Name change: welcome PyTorch-Transformers 👾
`pytorch-pretrained-bert` => `pytorch-transformers`
Install with `pip install pytorch-transformers`
New models
- **[XLNet](https://github.com/zihangdai/xlnet/)** (from Google/CMU) released with the paper [​XLNet: Generalized Autoregressive Pretraining for Language Understanding](https://arxiv.org/abs/1906.08237) by Zhilin Yang*, Zihang Dai*, Yiming Yang, Jaime Carbonell, Ruslan Salakhutdinov, Quoc V. Le.
- **[XLM](https://github.com/facebookresearch/XLM/)** (from Facebook) released together with the paper [Cross-lingual Language Model Pretraining](https://arxiv.org/abs/1901.07291) by Guillaume Lample and Alexis Conneau.
New pretrained weights
We went from ten (in `pytorch-pretrained-bert` 0.6.2) to twenty-seven (in `pytorch-transformers` 1.0) pretrained model weights.
The newly added model weights are, in summary:
- Two `Whole-Word-Masking` weights for Bert (cased and uncased)
- Three Fine-tuned models for Bert (on SQuAD and MRPC)
- One German model for Bert provided and trained by Deepset.ai (tholor and Timoeller) as detailed in their nice [blogpost](https://deepset.ai/german-bert)
- One OpenAI GPT-2 model (medium size model)
- Two models (base and large) for the newly added XLNet model
- Eight models for the newly added XLM model
The [documentation lists all the models with the shortcut names](https://huggingface.co/pytorch-transformers/pretrained_models.html) and we are currently adding full details of the associated pretraining/fine-tuning parameters.
New documentation
New documentation is currently being created at https://huggingface.co/pytorch-transformers/ and should be finalized over the coming days.
Standard API across models
See the [readme](https://github.com/huggingface/pytorch-transformers#quick-tour) for a quick tour of the API.
Main points:
- All models now return `tuples` with various elements depending on the model and the configuration. The docstrings and [documentation](https://huggingface.co/pytorch-transformers/model_doc/bert.html#bertmodel) list all the expected outputs in order.
- All models can now return the full list of hidden-states (embeddings output + the output hidden-states of each layer)
- All models can now return the full list of attention weights (one tensor of attention weights for each layer)
python
tokenizer = BertTokenizer.from_pretrained('bert-base-uncased')
model = BertModel.from_pretrained('bert-base-uncased',
output_hidden_states=True,
output_attentions=True)
input_ids = torch.tensor([tokenizer.encode("Let's see all hidden-states and attentions on this text")])
all_hidden_states, all_attentions = model(input_ids)[-2:]
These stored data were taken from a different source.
//! # Persistence Backends
//!
//! Where documents live between editing sessions.
//!
//! - [`MemoryBackend`]: in-process store with call accounting and fault
//!   injection, for hosts that keep content elsewhere and for tests
//! - [`JsonFileBackend`]: one `<document_id>.json` file per document
//!
//! Backends must be idempotent: saving the same content twice leaves the same
//! stored state.

use crate::document::Document;
use crate::errors::{LoadError, SaveError};
use async_trait::async_trait;
use chrono::{DateTime, Utc};
use std::collections::HashMap;
use std::path::{Path, PathBuf};
use std::sync::atomic::{AtomicBool, AtomicUsize, Ordering};
use std::sync::{Mutex, PoisonError};
use std::time::Duration;

/// Acknowledgement of a stored document
#[derive(Debug, Clone, PartialEq)]
pub struct SaveAck {
    pub document_id: String,
    pub saved_at: DateTime<Utc>,
}

impl SaveAck {
    pub fn now(document_id: &str) -> Self {
        Self {
            document_id: document_id.to_string(),
            saved_at: Utc::now(),
        }
    }
}

#[async_trait]
pub trait PersistenceBackend: Send + Sync {
    async fn load(&self, document_id: &str) -> Result<Document, LoadError>;

    async fn save(&self, document_id: &str, document: &Document) -> Result<SaveAck, SaveError>;
}

// ============================================================================
// Memory backend
// ============================================================================

#[derive(Debug, Default)]
pub struct MemoryBackend {
    documents: Mutex<HashMap<String, Document>>,
    latency: Duration,
    fail_loads: AtomicBool,
    fail_saves: AtomicBool,
    load_calls: AtomicUsize,
    save_calls: AtomicUsize,
    saves_in_flight: AtomicUsize,
    max_saves_in_flight: AtomicUsize,
}

impl MemoryBackend {
    pub fn new() -> Self {
        Self::default()
    }

    /// Seed a stored document
    pub fn with_document(self, document_id: impl Into<String>, document: Document) -> Self {
        self.lock().insert(document_id.into(), document);
        self
    }

    /// Delay every load and save by `latency`
    pub fn with_latency(mut self, latency: Duration) -> Self {
        self.latency = latency;
        self
    }

    pub fn set_fail_loads(&self, fail: bool) {
        self.fail_loads.store(fail, Ordering::SeqCst);
    }

    pub fn set_fail_saves(&self, fail: bool) {
        self.fail_saves.store(fail, Ordering::SeqCst);
    }

    /// Last stored version of a document
    pub fn stored(&self, document_id: &str) -> Option<Document> {
        self.lock().get(document_id).cloned()
    }

    pub fn load_calls(&self) -> usize {
        self.load_calls.load(Ordering::SeqCst)
    }

    /// Number of save calls received, including failed ones
    pub fn save_calls(&self) -> usize {
        self.save_calls.load(Ordering::SeqCst)
    }

    /// Highest number of saves that were running at the same time
    pub fn max_concurrent_saves(&self) -> usize {
        self.max_saves_in_flight.load(Ordering::SeqCst)
    }

    async fn delay(&self) {
        if !self.latency.is_zero() {
            tokio::time::sleep(self.latency).await;
        }
    }

    fn lock(&self) -> std::sync::MutexGuard<'_, HashMap<String, Document>> {
        self.documents.lock().unwrap_or_else(PoisonError::into_inner)
    }
}

/// Decrements the in-flight counter when a save finishes or is dropped
struct InFlight<'a>(&'a AtomicUsize);

impl Drop for InFlight<'_> {
    fn drop(&mut self) {
        self.0.fetch_sub(1, Ordering::SeqCst);
    }
}

#[async_trait]
impl PersistenceBackend for MemoryBackend {
    async fn load(&self, document_id: &str) -> Result<Document, LoadError> {
        self.load_calls.fetch_add(1, Ordering::SeqCst);
        self.delay().await;

        if self.fail_loads.load(Ordering::SeqCst) {
            return Err(LoadError::Backend("memory backend set to fail".to_string()));
        }

        self.stored(document_id)
            .ok_or_else(|| LoadError::NotFound(document_id.to_string()))
    }

    async fn save(&self, document_id: &str, document: &Document) -> Result<SaveAck, SaveError> {
        self.save_calls.fetch_add(1, Ordering::SeqCst);
        let running = self.saves_in_flight.fetch_add(1, Ordering::SeqCst) + 1;
        let _guard = InFlight(&self.saves_in_flight);
        self.max_saves_in_flight.fetch_max(running, Ordering::SeqCst);

        self.delay().await;

        if self.fail_saves.load(Ordering::SeqCst) {
            return Err(SaveError::Backend("memory backend set to fail".to_string()));
        }

        self.lock().insert(document_id.to_string(), document.clone());
        Ok(SaveAck::now(document_id))
    }
}

// ============================================================================
// JSON file backend
// ============================================================================

/// Stores each document as pretty-printed JSON under a root directory
#[derive(Debug, Clone)]
pub struct JsonFileBackend {
    root: PathBuf,
}

impl JsonFileBackend {
    pub fn new(root: impl Into<PathBuf>) -> Self {
        Self { root: root.into() }
    }

    pub fn root(&self) -> &Path {
        &self.root
    }

    /// Path of the file backing `document_id`
    pub fn path_for(&self, document_id: &str) -> Option<PathBuf> {
        if !is_valid_id(document_id) {
            return None;
        }
        Some(self.root.join(format!("{document_id}.json")))
    }

    pub async fn exists(&self, document_id: &str) -> bool {
        match self.path_for(document_id) {
            Some(path) => tokio::fs::try_exists(path).await.unwrap_or(false),
            None => false,
        }
    }
}

/// Ids become file names, so keep them to a safe alphabet
fn is_valid_id(document_id: &str) -> bool {
    !document_id.is_empty()
        && document_id
            .chars()
            .all(|c| c.is_ascii_alphanumeric() || c == '-' || c == '_')
}

#[async_trait]
impl PersistenceBackend for JsonFileBackend {
    async fn load(&self, document_id: &str) -> Result<Document, LoadError> {
        let path = self
            .path_for(document_id)
            .ok_or_else(|| LoadError::NotFound(document_id.to_string()))?;

        let bytes = match tokio::fs::read(&path).await {
            Ok(bytes) => bytes,
            Err(e) if e.kind() == std::io::ErrorKind::NotFound => {
                return Err(LoadError::NotFound(document_id.to_string()))
            }
            Err(e) => return Err(LoadError::Backend(format!("{}: {}", path.display(), e))),
        };

        let document = serde_json::from_slice(&bytes)?;
        tracing::debug!(document_id, path = %path.display(), "loaded document");
        Ok(document)
    }

    async fn save(&self, document_id: &str, document: &Document) -> Result<SaveAck, SaveError> {
        let path = self
            .path_for(document_id)
            .ok_or_else(|| SaveError::Rejected(format!("Invalid document id: {document_id:?}")))?;

        let json = serde_json::to_vec_pretty(document)
            .map_err(|e| SaveError::Rejected(e.to_string()))?;

        tokio::fs::create_dir_all(&self.root)
            .await
            .map_err(|e| SaveError::Backend(format!("{}: {}", self.root.display(), e)))?;

        // Write-then-rename so a crash never leaves a half-written document
        let tmp = path.with_extension("json.tmp");
        tokio::fs::write(&tmp, &json)
            .await
            .map_err(|e| SaveError::Backend(format!("{}: {}", tmp.display(), e)))?;
        tokio::fs::rename(&tmp, &path)
            .await
            .map_err(|e| SaveError::Backend(format!("{}: {}", path.display(), e)))?;

        tracing::debug!(document_id, path = %path.display(), bytes = json.len(), "saved document");
        Ok(SaveAck::now(document_id))
    }
}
Standard API to add tokens to the vocabulary and the model
Using `tokenizer.add_tokens()` and `tokenizer.add_special_tokens()`, one can now easily add tokens to each model vocabulary. The model's input embeddings can be resized accordingly to add associated word embeddings (to be trained) using `model.resize_token_embeddings(len(tokenizer))`
python
tokenizer.add_tokens(['[SPECIAL_TOKEN_1]', '[SPECIAL_TOKEN_2]'])
model.resize_token_embeddings(len(tokenizer))
Serialization
The serialization methods have been standardized and you probably should switch to the new method `save_pretrained(save_directory)` if you were using any other serialization method before.
python
model.save_pretrained('./my_saved_model_directory/')
tokenizer.save_pretrained('./my_saved_model_directory/')
Reload the model and the tokenizer
model = BertForSequenceClassification.from_pretrained('./my_saved_model_directory/')
tokenizer = BertTokenizer.from_pretrained('./my_saved_model_directory/')
Torchscript
All models are now compatible with Torchscript.
python
model = model_class.from_pretrained(pretrained_weights, torchscript=True)
traced_model = torch.jit.trace(model, (input_ids,))
Examples scripts
The examples scripts have been refactored and gathered in three main examples (`run_glue.py`, `run_squad.py` and `run_generation.py`) which are common to several models and are designed to offer SOTA performances on the respective tasks while being clean starting point to design your own scripts.
Other examples scripts (like `run_bertology.py`) will be added in the coming weeks.
Breaking-changes
The [migration section](https://github.com/huggingface/pytorch-transformers#migrating-from-pytorch-pretrained-bert-to-pytorch-transformers) of the readme lists the breaking changes when switching from `pytorch-pretrained-bert` to `pytorch-transformers`.
The main breaking change is that all models now returns a `tuple` of results.